Reproduce only the lines of the material below that start at the line containing "pub struct Step" and stop at the line containing "Err(e) if e.is_domain()". Keep both end lines.
----- Supplied data
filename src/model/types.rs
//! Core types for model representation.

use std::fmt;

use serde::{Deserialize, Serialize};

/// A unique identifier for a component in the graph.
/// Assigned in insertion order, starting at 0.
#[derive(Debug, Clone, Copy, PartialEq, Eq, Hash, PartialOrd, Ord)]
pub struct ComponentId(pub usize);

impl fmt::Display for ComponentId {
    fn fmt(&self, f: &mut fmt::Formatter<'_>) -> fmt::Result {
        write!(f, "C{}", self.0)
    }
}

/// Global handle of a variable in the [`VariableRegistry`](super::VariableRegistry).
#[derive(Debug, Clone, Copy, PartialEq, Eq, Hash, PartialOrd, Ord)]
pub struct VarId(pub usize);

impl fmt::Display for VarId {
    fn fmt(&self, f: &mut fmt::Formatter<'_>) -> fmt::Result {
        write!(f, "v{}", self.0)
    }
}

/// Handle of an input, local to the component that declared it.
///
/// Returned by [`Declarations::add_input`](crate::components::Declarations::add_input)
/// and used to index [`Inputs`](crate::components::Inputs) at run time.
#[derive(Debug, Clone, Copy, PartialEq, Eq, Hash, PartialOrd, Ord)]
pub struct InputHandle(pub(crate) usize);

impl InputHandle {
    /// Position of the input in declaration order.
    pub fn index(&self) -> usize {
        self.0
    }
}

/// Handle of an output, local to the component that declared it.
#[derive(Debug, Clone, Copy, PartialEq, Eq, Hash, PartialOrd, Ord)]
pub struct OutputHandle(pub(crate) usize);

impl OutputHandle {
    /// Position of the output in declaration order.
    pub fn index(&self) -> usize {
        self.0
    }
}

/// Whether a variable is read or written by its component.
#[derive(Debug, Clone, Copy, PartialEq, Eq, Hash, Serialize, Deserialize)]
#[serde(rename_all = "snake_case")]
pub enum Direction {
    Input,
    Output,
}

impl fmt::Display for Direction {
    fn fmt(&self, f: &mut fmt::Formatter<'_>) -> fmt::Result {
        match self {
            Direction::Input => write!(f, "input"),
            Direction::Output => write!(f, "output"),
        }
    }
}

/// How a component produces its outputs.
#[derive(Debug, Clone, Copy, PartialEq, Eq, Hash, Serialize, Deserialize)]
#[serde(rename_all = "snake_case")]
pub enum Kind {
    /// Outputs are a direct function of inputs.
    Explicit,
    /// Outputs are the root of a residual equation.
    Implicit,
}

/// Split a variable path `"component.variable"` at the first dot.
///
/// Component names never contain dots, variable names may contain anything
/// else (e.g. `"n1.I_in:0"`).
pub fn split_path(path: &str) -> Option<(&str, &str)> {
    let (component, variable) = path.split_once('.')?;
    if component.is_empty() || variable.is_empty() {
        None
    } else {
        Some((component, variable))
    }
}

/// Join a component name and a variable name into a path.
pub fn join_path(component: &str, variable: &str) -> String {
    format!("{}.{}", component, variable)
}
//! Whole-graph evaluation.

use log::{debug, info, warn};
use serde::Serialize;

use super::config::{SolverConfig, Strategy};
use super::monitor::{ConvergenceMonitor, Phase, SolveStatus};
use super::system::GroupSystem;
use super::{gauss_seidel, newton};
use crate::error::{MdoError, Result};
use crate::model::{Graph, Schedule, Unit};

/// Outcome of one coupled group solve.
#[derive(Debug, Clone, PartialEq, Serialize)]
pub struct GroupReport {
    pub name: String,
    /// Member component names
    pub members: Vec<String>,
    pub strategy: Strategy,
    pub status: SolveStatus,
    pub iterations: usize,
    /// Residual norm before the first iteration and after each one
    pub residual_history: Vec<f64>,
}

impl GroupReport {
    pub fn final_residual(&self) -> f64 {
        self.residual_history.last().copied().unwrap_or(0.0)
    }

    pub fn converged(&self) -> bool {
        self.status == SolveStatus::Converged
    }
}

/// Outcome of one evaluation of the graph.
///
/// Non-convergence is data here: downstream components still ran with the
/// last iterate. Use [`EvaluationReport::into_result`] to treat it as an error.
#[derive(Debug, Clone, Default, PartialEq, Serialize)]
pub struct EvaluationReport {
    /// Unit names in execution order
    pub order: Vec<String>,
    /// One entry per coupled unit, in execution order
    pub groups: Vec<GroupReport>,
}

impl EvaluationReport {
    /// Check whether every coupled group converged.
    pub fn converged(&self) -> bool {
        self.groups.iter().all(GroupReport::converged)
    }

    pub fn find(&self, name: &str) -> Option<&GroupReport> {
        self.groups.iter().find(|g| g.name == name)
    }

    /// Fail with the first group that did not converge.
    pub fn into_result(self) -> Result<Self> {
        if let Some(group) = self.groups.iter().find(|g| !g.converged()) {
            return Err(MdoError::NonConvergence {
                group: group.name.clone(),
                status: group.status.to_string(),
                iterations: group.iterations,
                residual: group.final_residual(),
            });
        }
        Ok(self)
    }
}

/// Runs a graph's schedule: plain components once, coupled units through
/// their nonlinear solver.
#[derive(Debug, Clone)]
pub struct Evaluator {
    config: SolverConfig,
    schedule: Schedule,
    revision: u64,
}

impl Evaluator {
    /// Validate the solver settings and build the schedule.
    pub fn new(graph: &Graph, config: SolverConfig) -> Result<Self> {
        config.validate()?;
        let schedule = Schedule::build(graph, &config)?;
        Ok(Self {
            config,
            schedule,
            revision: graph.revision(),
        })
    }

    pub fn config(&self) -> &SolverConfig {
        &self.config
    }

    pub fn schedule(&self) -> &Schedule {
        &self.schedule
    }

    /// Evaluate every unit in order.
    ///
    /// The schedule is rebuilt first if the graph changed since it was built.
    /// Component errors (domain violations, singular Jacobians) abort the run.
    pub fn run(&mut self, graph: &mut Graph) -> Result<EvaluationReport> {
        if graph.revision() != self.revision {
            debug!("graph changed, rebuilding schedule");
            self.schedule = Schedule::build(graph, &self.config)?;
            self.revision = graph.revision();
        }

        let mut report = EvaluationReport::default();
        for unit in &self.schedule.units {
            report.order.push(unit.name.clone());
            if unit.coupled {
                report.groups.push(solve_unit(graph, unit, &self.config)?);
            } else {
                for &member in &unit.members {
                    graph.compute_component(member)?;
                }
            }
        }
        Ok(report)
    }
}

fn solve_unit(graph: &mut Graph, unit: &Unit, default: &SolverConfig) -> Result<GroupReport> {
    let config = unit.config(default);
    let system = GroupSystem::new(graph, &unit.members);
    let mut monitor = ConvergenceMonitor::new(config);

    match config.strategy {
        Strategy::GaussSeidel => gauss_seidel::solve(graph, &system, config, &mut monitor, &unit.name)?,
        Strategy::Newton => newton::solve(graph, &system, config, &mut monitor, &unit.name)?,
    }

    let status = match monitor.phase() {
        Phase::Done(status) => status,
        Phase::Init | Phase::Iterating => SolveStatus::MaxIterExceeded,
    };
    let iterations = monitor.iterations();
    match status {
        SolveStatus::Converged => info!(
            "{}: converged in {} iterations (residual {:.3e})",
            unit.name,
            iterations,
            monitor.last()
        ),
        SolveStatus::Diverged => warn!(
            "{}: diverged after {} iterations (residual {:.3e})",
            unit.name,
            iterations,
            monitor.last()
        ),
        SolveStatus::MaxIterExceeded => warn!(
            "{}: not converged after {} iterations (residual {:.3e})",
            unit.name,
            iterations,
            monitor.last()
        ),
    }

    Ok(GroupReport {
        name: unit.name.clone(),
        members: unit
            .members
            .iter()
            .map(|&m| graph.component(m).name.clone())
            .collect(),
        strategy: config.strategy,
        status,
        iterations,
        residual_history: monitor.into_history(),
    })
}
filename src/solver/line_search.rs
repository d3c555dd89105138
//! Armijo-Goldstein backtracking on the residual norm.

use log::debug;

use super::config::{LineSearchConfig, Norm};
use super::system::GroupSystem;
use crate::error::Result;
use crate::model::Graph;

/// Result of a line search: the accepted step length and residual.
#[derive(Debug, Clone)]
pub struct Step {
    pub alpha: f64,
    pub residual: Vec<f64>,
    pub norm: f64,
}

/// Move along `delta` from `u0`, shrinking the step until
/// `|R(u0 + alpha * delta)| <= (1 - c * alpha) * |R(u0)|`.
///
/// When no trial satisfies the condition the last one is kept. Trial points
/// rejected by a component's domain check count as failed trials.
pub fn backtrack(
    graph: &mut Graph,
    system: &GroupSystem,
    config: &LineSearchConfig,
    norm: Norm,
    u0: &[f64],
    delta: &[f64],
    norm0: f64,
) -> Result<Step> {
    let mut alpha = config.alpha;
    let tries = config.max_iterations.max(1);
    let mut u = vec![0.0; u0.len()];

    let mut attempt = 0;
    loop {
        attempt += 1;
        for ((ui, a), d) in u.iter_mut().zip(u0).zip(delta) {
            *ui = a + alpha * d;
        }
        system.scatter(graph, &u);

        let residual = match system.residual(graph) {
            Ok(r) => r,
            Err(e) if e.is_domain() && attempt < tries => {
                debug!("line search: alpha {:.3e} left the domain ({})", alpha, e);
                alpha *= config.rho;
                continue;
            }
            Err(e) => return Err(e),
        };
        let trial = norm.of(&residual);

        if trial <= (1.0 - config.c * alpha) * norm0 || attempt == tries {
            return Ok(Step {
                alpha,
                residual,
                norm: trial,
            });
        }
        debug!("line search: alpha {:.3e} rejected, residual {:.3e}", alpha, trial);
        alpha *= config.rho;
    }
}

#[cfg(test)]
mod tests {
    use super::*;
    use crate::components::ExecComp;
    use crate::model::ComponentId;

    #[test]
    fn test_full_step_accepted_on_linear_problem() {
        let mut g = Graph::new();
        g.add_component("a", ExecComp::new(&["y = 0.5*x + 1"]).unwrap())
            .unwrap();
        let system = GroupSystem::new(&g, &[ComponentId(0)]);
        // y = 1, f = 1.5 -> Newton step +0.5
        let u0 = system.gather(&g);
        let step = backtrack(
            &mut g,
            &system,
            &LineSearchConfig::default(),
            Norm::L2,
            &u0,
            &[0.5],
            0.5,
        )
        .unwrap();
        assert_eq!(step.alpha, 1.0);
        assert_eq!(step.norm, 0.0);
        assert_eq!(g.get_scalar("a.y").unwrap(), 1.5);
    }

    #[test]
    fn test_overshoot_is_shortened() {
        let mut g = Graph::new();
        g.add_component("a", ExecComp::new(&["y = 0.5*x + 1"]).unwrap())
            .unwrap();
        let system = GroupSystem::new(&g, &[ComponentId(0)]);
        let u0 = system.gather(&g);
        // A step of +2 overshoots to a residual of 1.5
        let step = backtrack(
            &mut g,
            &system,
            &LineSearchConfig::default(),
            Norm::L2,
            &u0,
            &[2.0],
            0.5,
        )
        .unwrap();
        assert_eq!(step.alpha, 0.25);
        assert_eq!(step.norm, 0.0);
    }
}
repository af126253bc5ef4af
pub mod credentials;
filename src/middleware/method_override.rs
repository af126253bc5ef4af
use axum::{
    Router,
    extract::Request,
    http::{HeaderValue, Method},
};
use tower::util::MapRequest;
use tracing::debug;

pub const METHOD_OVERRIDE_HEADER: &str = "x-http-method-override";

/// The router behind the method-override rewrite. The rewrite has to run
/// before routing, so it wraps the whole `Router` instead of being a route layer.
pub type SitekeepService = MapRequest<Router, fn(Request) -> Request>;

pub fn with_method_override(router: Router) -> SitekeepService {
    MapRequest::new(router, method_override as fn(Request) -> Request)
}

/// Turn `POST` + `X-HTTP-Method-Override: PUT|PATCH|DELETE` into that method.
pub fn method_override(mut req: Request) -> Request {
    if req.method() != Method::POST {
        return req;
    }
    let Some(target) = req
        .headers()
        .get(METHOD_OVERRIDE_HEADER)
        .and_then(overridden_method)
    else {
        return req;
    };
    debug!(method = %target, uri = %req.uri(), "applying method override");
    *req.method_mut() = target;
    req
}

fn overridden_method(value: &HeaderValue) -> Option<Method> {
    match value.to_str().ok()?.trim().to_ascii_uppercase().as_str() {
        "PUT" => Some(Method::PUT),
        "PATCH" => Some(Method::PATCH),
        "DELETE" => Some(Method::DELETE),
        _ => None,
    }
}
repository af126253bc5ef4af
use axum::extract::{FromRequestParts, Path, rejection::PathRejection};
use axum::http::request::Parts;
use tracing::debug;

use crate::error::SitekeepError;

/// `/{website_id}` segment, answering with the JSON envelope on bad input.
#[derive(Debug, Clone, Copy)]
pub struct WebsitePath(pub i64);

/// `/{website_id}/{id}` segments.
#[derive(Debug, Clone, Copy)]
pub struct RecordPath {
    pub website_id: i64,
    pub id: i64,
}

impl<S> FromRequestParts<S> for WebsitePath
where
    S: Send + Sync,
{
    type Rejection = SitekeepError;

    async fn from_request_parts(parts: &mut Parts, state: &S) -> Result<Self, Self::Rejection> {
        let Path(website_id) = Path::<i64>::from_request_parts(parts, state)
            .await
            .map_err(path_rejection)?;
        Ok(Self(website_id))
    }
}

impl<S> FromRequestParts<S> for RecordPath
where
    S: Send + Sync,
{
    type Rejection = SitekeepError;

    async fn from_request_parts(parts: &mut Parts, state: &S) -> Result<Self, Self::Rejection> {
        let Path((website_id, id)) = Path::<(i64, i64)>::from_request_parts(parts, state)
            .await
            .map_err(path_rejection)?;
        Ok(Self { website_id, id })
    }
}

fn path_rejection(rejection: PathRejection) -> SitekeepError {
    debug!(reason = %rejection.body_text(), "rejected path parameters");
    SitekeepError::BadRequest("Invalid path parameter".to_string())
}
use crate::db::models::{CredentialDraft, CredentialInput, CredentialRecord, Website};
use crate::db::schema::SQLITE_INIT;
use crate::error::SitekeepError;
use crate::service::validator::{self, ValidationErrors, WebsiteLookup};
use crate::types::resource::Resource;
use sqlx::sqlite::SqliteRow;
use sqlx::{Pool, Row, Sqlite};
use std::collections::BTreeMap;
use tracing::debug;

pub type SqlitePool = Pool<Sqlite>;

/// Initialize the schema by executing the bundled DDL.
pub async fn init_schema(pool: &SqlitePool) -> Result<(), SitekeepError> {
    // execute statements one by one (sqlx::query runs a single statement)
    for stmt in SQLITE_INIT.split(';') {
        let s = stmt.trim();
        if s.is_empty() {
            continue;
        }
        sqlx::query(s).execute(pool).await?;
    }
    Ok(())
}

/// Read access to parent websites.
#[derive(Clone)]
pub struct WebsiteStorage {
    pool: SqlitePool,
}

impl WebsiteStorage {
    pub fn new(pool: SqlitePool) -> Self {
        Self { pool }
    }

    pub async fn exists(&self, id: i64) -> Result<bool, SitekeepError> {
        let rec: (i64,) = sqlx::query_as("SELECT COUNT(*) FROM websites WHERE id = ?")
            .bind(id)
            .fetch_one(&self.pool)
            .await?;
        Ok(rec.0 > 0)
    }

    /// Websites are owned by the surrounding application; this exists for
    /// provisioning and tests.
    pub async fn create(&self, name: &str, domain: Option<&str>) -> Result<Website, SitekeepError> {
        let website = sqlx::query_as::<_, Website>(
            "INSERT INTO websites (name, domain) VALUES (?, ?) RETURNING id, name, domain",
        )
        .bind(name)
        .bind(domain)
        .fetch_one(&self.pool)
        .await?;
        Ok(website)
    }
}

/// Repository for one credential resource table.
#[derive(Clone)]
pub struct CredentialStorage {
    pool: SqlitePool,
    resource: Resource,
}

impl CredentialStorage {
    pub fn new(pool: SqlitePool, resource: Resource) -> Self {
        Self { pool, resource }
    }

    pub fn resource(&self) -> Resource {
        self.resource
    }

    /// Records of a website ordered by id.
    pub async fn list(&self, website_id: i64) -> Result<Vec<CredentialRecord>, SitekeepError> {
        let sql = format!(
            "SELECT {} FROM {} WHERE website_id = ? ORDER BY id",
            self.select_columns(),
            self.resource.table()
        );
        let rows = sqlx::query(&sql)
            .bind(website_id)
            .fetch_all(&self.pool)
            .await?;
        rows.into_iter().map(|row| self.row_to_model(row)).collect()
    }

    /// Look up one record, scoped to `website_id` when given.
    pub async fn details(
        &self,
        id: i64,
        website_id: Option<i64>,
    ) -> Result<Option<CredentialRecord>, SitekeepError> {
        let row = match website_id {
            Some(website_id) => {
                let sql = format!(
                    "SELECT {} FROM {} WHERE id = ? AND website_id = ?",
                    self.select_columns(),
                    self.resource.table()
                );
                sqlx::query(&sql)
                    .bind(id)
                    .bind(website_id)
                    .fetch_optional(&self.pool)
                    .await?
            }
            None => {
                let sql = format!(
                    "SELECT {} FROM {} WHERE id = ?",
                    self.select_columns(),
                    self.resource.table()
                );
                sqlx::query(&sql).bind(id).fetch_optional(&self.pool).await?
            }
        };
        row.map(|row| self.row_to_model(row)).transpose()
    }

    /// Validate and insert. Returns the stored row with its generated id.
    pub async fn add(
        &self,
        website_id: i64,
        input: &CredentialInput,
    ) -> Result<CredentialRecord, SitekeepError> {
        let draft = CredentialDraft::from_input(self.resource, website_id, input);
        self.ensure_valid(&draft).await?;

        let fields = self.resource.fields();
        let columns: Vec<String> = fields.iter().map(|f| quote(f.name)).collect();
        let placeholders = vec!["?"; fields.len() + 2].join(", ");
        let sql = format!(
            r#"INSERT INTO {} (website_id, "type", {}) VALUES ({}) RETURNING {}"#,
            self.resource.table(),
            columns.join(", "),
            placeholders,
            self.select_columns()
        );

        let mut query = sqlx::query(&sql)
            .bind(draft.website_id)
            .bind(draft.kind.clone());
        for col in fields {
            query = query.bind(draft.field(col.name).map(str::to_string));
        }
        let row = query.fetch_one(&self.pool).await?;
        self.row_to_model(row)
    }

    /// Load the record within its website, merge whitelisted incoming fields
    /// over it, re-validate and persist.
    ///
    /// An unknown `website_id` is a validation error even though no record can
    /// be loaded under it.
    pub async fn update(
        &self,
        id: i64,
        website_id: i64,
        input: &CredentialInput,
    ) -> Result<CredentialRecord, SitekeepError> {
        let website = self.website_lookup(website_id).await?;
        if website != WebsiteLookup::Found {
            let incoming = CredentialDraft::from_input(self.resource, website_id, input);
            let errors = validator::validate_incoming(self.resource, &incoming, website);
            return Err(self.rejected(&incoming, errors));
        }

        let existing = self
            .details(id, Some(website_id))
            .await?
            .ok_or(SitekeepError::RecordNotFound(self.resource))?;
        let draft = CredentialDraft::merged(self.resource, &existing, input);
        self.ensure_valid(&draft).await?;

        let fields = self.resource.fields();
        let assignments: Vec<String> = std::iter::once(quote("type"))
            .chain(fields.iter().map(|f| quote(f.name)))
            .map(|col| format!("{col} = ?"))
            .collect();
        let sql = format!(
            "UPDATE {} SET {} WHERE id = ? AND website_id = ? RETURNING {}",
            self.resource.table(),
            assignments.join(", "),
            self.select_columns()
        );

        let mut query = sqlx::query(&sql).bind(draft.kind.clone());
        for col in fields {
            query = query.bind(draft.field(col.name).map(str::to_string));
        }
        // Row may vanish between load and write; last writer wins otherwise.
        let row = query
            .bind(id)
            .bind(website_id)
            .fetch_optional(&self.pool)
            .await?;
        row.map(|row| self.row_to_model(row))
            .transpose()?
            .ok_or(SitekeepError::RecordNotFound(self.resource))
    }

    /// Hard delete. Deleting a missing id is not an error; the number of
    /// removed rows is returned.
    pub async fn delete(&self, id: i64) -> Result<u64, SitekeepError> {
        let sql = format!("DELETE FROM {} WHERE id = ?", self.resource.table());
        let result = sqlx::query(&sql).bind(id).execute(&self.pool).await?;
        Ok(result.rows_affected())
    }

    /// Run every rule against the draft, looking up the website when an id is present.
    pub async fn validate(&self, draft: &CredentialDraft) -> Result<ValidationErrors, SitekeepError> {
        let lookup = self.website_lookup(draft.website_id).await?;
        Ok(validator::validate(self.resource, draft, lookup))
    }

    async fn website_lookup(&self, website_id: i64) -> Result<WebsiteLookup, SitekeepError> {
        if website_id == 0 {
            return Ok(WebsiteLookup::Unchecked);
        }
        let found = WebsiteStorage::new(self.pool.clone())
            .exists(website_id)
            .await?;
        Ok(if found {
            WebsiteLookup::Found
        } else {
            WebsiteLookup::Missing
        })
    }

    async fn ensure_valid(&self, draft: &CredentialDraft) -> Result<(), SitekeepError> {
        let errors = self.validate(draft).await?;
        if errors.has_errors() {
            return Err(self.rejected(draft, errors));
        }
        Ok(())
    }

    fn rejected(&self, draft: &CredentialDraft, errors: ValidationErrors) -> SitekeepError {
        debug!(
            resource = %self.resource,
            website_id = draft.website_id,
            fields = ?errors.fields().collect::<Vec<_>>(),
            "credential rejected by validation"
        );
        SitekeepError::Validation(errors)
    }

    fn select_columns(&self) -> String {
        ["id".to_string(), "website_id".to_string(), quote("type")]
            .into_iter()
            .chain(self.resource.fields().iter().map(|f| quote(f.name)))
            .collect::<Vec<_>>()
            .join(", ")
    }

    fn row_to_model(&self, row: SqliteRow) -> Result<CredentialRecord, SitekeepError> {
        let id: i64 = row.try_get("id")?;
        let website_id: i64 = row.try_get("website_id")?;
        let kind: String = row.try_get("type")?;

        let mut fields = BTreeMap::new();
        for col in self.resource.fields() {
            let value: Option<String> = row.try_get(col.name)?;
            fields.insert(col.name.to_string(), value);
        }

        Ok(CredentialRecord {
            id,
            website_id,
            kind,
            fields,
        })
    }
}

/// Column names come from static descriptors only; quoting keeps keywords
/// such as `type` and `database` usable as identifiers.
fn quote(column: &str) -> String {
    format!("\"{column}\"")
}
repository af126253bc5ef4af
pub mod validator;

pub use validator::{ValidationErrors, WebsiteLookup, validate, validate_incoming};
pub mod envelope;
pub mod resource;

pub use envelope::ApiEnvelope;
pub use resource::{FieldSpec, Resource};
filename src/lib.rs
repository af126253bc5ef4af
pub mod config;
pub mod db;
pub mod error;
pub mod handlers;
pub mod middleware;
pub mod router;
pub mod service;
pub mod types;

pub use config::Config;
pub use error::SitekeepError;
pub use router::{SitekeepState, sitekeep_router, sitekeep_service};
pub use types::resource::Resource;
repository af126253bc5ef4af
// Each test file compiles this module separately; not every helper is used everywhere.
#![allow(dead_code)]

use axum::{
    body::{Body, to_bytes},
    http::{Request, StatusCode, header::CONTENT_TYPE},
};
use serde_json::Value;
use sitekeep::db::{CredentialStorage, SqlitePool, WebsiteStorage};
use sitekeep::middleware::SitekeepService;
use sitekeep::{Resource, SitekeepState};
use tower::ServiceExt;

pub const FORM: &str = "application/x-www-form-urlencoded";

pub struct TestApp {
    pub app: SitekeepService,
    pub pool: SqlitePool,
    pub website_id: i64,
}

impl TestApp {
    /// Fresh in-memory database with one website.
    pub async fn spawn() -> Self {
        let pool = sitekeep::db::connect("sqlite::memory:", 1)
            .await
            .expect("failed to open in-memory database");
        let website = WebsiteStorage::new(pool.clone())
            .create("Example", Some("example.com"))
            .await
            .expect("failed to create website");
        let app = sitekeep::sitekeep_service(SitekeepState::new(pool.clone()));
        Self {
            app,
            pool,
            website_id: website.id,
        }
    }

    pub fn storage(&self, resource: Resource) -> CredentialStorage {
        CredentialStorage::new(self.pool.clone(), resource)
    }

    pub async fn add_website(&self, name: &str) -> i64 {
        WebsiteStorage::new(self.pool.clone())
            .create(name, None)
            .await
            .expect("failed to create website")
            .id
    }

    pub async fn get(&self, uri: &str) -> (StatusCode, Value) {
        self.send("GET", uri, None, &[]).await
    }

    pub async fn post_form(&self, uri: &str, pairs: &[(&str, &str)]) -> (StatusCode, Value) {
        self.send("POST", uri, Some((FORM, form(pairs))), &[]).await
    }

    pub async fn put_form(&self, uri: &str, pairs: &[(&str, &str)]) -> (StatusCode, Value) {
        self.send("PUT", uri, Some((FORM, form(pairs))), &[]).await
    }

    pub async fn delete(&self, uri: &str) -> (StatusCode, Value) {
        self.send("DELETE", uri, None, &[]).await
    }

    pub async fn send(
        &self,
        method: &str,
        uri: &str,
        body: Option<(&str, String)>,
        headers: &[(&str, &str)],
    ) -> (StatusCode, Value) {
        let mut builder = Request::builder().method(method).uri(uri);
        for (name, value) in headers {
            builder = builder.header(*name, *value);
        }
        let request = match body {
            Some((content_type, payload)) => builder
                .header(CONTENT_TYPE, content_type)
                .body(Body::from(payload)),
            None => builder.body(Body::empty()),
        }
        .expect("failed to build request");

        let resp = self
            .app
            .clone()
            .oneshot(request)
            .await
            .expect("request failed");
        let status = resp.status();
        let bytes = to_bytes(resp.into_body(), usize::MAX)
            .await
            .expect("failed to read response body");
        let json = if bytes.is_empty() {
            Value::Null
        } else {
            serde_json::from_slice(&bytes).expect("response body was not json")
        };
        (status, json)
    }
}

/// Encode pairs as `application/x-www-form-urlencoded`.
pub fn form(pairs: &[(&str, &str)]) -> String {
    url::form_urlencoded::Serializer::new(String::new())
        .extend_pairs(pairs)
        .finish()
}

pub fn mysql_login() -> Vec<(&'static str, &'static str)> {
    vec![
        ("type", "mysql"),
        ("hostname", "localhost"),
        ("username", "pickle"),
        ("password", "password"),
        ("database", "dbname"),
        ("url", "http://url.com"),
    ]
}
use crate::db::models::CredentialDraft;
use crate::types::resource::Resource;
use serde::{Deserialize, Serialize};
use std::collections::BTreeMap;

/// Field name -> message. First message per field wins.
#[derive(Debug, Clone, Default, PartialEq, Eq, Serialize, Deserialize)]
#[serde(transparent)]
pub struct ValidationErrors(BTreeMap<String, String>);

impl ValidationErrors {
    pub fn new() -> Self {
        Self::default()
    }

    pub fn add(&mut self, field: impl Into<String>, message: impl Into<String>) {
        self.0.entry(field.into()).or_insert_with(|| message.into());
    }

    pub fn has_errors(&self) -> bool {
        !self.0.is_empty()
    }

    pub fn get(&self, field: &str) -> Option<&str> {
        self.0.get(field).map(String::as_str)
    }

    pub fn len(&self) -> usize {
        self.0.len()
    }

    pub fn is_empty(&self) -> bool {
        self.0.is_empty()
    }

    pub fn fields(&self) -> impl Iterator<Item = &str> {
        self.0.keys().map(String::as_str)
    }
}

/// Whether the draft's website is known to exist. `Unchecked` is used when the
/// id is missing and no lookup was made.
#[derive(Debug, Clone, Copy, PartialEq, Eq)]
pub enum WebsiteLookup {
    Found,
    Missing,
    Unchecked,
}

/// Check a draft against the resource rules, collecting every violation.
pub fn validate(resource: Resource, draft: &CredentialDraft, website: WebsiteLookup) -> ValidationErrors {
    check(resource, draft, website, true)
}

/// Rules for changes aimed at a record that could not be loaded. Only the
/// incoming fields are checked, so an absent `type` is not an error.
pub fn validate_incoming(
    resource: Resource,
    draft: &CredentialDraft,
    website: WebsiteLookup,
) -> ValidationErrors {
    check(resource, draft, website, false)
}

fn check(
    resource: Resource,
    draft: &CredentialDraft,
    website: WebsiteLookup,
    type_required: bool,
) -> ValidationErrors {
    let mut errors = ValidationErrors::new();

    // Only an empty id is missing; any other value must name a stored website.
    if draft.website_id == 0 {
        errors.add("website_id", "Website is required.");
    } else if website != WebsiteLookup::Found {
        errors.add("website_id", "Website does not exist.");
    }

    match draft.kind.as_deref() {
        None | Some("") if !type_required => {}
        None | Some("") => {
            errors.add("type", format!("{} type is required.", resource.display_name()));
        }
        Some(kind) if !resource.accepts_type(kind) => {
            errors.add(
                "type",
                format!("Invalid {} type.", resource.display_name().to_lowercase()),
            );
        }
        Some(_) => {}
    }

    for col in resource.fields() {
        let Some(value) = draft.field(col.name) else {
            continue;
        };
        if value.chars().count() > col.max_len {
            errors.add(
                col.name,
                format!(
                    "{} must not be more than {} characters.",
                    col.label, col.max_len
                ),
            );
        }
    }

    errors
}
----------
Response to this exercise:
pub struct Step {
    pub alpha: f64,
    pub residual: Vec<f64>,
    pub norm: f64,
}

/// Move along `delta` from `u0`, shrinking the step until
/// `|R(u0 + alpha * delta)| <= (1 - c * alpha) * |R(u0)|`.
///
/// When no trial satisfies the condition the last one is kept. Trial points
/// rejected by a component's domain check count as failed trials.
pub fn backtrack(
    graph: &mut Graph,
    system: &GroupSystem,
    config: &LineSearchConfig,
    norm: Norm,
    u0: &[f64],
    delta: &[f64],
    norm0: f64,
) -> Result<Step> {
    let mut alpha = config.alpha;
    let tries = config.max_iterations.max(1);
    let mut u = vec![0.0; u0.len()];

    let mut attempt = 0;
    loop {
        attempt += 1;
        for ((ui, a), d) in u.iter_mut().zip(u0).zip(delta) {
            *ui = a + alpha * d;
        }
        system.scatter(graph, &u);

        let residual = match system.residual(graph) {
            Ok(r) => r,
            Err(e) if e.is_domain() && attempt < tries => {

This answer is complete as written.